__Goal of the exercise__. Search the material for "false" and show all lines that contain it.

__Data under study__.
=======

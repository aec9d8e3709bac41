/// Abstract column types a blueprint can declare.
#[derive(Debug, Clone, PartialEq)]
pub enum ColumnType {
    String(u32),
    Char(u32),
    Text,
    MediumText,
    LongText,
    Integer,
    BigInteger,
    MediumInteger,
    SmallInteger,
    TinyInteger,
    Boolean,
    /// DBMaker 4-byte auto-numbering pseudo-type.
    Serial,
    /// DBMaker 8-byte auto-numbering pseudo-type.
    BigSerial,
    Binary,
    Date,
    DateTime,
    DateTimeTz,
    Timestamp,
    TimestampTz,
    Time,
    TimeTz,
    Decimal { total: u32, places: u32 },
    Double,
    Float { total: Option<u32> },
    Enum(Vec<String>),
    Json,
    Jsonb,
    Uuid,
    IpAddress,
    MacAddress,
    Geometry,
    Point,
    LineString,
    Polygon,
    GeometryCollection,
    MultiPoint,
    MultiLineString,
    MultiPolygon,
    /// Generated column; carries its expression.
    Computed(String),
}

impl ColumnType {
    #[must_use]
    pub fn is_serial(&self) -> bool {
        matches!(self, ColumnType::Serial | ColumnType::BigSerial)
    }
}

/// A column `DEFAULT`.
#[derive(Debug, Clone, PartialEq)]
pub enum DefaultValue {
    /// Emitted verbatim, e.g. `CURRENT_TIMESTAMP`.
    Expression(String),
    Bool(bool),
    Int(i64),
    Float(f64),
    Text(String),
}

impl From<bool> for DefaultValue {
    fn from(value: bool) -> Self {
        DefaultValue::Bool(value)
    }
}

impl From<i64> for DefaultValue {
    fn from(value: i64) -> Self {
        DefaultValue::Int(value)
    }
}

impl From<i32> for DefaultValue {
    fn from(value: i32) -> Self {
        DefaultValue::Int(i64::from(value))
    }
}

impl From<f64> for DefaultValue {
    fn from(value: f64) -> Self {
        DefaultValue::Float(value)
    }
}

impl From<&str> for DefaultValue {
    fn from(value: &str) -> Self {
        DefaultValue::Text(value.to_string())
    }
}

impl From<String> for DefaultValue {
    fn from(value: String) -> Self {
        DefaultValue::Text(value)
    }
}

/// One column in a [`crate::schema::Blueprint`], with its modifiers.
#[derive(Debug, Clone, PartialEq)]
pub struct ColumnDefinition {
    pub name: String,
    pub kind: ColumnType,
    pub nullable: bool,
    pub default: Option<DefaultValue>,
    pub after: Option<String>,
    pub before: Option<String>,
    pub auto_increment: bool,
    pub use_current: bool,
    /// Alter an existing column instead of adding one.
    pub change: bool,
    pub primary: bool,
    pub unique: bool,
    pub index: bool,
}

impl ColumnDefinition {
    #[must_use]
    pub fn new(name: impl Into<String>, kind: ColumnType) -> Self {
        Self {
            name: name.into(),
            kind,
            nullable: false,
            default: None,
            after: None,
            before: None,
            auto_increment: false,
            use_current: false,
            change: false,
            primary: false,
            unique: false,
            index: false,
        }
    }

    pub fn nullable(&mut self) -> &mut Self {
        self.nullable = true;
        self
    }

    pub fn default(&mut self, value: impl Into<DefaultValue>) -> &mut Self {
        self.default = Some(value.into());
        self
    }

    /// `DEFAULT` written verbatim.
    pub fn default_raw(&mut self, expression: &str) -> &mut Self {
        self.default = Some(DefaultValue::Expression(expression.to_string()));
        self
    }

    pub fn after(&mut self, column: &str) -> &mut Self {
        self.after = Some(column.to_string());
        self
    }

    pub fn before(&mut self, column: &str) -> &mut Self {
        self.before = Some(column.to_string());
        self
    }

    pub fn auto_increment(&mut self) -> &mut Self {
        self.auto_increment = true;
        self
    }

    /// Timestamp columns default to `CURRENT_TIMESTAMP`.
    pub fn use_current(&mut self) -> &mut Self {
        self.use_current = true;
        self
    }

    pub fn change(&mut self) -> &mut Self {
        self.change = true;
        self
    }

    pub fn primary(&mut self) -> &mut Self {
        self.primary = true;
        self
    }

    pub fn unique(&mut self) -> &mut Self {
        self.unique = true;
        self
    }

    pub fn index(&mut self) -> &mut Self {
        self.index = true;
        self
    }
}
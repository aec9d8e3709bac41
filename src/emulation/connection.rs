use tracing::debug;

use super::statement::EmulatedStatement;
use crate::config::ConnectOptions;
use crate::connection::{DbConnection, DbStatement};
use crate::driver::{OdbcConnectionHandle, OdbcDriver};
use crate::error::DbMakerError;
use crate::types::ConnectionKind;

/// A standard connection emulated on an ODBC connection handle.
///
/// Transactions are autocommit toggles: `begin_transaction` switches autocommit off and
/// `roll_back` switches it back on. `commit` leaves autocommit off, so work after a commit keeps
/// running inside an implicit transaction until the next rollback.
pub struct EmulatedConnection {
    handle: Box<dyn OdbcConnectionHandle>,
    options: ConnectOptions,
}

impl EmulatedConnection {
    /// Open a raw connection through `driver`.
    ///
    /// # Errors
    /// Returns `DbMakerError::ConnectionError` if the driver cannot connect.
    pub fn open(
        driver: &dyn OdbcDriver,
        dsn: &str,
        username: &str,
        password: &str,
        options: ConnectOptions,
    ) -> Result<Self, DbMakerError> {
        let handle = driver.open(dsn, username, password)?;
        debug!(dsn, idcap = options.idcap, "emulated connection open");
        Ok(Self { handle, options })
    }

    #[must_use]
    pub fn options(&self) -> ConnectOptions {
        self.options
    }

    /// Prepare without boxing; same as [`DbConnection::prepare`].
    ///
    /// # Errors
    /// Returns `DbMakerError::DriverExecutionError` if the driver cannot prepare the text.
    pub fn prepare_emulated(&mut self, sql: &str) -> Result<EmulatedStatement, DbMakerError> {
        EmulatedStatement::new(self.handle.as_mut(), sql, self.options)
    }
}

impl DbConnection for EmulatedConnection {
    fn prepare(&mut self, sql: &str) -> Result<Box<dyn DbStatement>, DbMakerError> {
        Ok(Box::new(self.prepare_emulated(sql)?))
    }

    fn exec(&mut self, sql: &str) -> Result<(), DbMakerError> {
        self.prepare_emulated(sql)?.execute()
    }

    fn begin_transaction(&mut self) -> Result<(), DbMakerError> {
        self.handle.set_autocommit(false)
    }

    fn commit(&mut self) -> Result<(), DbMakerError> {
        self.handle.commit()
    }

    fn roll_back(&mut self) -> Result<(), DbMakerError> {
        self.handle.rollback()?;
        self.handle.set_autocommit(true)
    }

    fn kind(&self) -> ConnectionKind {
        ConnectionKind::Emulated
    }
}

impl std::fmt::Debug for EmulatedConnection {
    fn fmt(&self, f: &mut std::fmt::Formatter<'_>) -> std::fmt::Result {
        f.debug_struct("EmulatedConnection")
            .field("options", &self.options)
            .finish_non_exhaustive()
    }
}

=======

__Answer for the task__.
            nullable: false,
            auto_increment: false,
            use_current: false,
            change: false,
            primary: false,
            unique: false,
            index: false,
        self.handle.set_autocommit(false)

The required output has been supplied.